Elton Mayo’s Method of Interviewing:

  1. Give your whole attention to the person interviewed, and make it evident that you are doing so.

  1. Listen – don’t talk.
 
  1. Never argue; never give advice

  1. Listen to:
    1. What he wants to say
    2. What he does not want to say
    3. What he cannot say without help

  1. As you listen, plot out tentatively and for subsequent correction the pattern (personal) that is being set before you. To test this, from time to time summarize what has been said and present for comment (e.g.,” is this what you are telling me?”). Always do these with the greatest caution, that is, clarify in ways that do not add or distort.

  1. Remember that everything said must be considered a personal confidence and not divulged to anyone.


Seven Stages of an Interview Inquiry:

  1. Thematizing: formulate the purpose of an investigation and the conception of the theme to be investigated before the interviews start. The why and what of the investigation should be clarified before the question of how method is posed. For example, formulation of hypothesis about the influence of grading on pupils on the basis of precious studies.

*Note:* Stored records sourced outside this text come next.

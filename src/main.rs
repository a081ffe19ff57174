
use log::{LevelFilter, error, info, warn};
use serde::Serialize;
use std::time::Instant;

use clustsim::batch_solver::solve_batch;
use clustsim::cli::batch::{BatchSettings, check_batch_settings};
use clustsim::cli::compare::{CompareSettings, check_compare_settings};
use clustsim::cli::core::{Commands, get_cli};
use clustsim::parsing::manifest::load_manifest;
use clustsim::parsing::partition_file::load_partition;
use clustsim::similarity::{
    cluster_similarity_scores, recall_and_precision, Measure, PartitionComparison, ScoreConfigBuilder
};
use clustsim::util::json_io::save_json;
use clustsim::writers::score_line::format_score_line;
use clustsim::writers::summary::SummaryWriter;

/// Everything saved by `compare --output-json`
#[derive(Serialize)]
struct CompareReport<'a> {
    settings: &'a CompareSettings,
    comparison: &'a PartitionComparison
}

fn init_logging(verbosity: u8) {
    let filter_level: LevelFilter = match verbosity {
        0 => LevelFilter::Info,
        1 => LevelFilter::Debug,
        _ => LevelFilter::Trace
    };
    env_logger::builder()
        .format_timestamp_millis()
        .filter_level(filter_level)
        .init();
}

fn run_compare(settings: CompareSettings) {
    // start the timer
    let start_time = Instant::now();

    // set up logging before we check the other settings
    init_logging(settings.verbosity);

    let settings = match check_compare_settings(settings) {
        Ok(s) => s,
        Err(e) => {
            error!("Error while verifying settings: {e:#}");
            std::process::exit(exitcode::CONFIG);
        }
    };

    // load both partitions
    let parse_mode = settings.parse_mode();
    info!("Loading truth partition...");
    let truth = match load_partition(&settings.truth_filename, settings.input_format, parse_mode) {
        Ok(p) => p,
        Err(e) => {
            error!("Error while loading truth partition: {e:#}");
            std::process::exit(exitcode::IOERR);
        }
    };
    info!("\t{} elements in {} clusters", truth.num_elements(), truth.num_clusters());

    info!("Loading inferred partition...");
    let inferred = match load_partition(&settings.inferred_filename, settings.input_format, parse_mode) {
        Ok(p) => p,
        Err(e) => {
            error!("Error while loading inferred partition: {e:#}");
            std::process::exit(exitcode::IOERR);
        }
    };
    info!("\t{} elements in {} clusters", inferred.num_elements(), inferred.num_clusters());

    let score_config = match ScoreConfigBuilder::default()
        .count_strategy(settings.count_strategy)
        .recall_precision_policy(settings.recall_precision_policy())
        .build() {
        Ok(sc) => sc,
        Err(e) => {
            error!("Error while building score config: {e:?}");
            std::process::exit(exitcode::SOFTWARE);
        }
    };

    info!("Scoring partitions...");
    let scores: Vec<f64> = if settings.measures.is_empty() {
        // ARI and RI are symmetric; recall and precision take the inferred partition first
        let mut scores = match cluster_similarity_scores(&truth, &inferred, &[Measure::Ari.to_string(), Measure::Ri.to_string()], score_config) {
            Ok(s) => s,
            Err(e) => {
                error!("Error while scoring partitions: {e:#}");
                std::process::exit(exitcode::DATAERR);
            }
        };
        match recall_and_precision(&inferred, &truth, score_config) {
            Ok((recall, precision)) => {
                scores.push(recall);
                scores.push(precision);
            },
            Err(e) => {
                error!("Error while computing recall and precision: {e:#}");
                error!("Use --vacuous-recall to report 1.0 when no pairs are co-clustered.");
                std::process::exit(exitcode::DATAERR);
            }
        };
        scores
    } else {
        match cluster_similarity_scores(&truth, &inferred, settings.measures.as_slice(), score_config) {
            Ok(s) => s,
            Err(e) => {
                error!("Error while scoring partitions: {e:#}");
                std::process::exit(exitcode::DATAERR);
            }
        }
    };
    println!("{}", format_score_line(&scores));

    if let Some(json_fn) = settings.output_json.as_deref() {
        let comparison = match PartitionComparison::compare(&truth, &inferred, score_config) {
            Ok(c) => c,
            Err(e) => {
                error!("Error while building comparison report: {e:#}");
                std::process::exit(exitcode::DATAERR);
            }
        };
        if comparison.recall().is_none() || comparison.precision().is_none() {
            warn!("Recall or precision is undefined and will be null in the report.");
        }

        info!("Saving JSON report to {json_fn:?}...");
        let report = CompareReport {
            settings: &settings,
            comparison: &comparison
        };
        if let Err(e) = save_json(&report, json_fn) {
            error!("Error while saving JSON report: {e:#}");
            std::process::exit(exitcode::IOERR);
        }
    }

    info!("Comparison completed in {} seconds.", start_time.elapsed().as_secs_f64());
}

fn run_batch(settings: BatchSettings) {
    // start the timer
    let start_time = Instant::now();

    // set up logging before we check the other settings
    init_logging(settings.verbosity);

    let settings = match check_batch_settings(settings) {
        Ok(s) => s,
        Err(e) => {
            error!("Error while verifying settings: {e:#}");
            std::process::exit(exitcode::CONFIG);
        }
    };

    // set up the number of threads for rayon
    match rayon::ThreadPoolBuilder::new().num_threads(settings.threads).build_global() {
        Ok(()) => {},
        Err(e) => {
            error!("Error while building thread pool: {e}");
            std::process::exit(exitcode::OSERR);
        }
    };

    info!("Loading manifest...");
    let entries = match load_manifest(&settings.manifest_filename) {
        Ok(e) => e,
        Err(e) => {
            error!("Error while loading manifest: {e:#}");
            std::process::exit(exitcode::IOERR);
        }
    };
    info!("\t{} comparisons to run", entries.len());

    let score_config = match ScoreConfigBuilder::default()
        .count_strategy(settings.count_strategy)
        .recall_precision_policy(settings.recall_precision_policy())
        .build() {
        Ok(sc) => sc,
        Err(e) => {
            error!("Error while building score config: {e:?}");
            std::process::exit(exitcode::SOFTWARE);
        }
    };

    info!("Comparing partitions...");
    let all_results = solve_batch(entries, settings.input_format, settings.parse_mode(), score_config);

    let mut summary_writer = SummaryWriter::new();
    for (entry, opt_comparison) in all_results.iter() {
        summary_writer.add_result(entry.label(), opt_comparison.as_ref());
    }
    info!("Solved:error comparisons: {} : {}", summary_writer.solved_count(), summary_writer.error_count());

    info!("Saving output summary to {:?}...", settings.output_filename);
    if let Err(e) = summary_writer.write_summary(&settings.output_filename) {
        error!("Error while saving summary file: {e:#}");
        std::process::exit(exitcode::IOERR);
    }

    info!("Batch completed in {} seconds.", start_time.elapsed().as_secs_f64());
}

fn main() {
    let cli = get_cli();
    match cli.command {
        Commands::Compare(settings) => {
            run_compare(*settings);
        },
        Commands::Batch(settings) => {
            run_batch(*settings);
        }
    }

    info!("Process finished successfully.");
}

  1. Designing: plan the design of the study, taking into consideration all seven stages of the investigation, before interviewing. Designing the study of undertaken with regard to obtaining the intended knowledge and taking into account the moral implications of the study. For example, planning the interviews with 30 high school pupils and 6 teachers.

  1. Interviewing: conduct the interviews based on an interview guide and with a reflective approach to the knowledge sought and the interpersonal relation of the interview situation. For example, a detailed guide was used for the individual interviews, each of which lasted about 45 minutes and was tape-recorded.

  1. Transcribing: prepare the interview material for analysis, which generally includes a transcription from oral speech to written text. For example, all 36 pupil and teacher interviews were transcribed verbatim, resulting in about 1,000 pages of transcripts.

  1. Analyzing: decide, on the basis of he purpose and topic of the investigation and of the nature of he interview material, which modes of analysis are appropriate for the interviews. For example, the 30 pupil interviews were categorized with respect to different forms of grading behavior. The interviews with pupils and the teachers were also subjected to more extensive qualitative interpretations.

  1. Verifying: ascertain the validity, reliability, and generalizability of the interview findings. Reliability refers to how consistent the results are, and validity means whether an interview study investigates what is intended to be investigated. For example, reliability and validity checks were attempted throughout the project, including interviewer and scorer reliability, and validity of interpretations.


  1. Reporting: communicate the findings of the study and the methods applied in a form that lives up to scientific criteria, takes the ethical aspects of the investigation into consideration, and results in a readable product. For example, the results were reported in a book and in journals articles.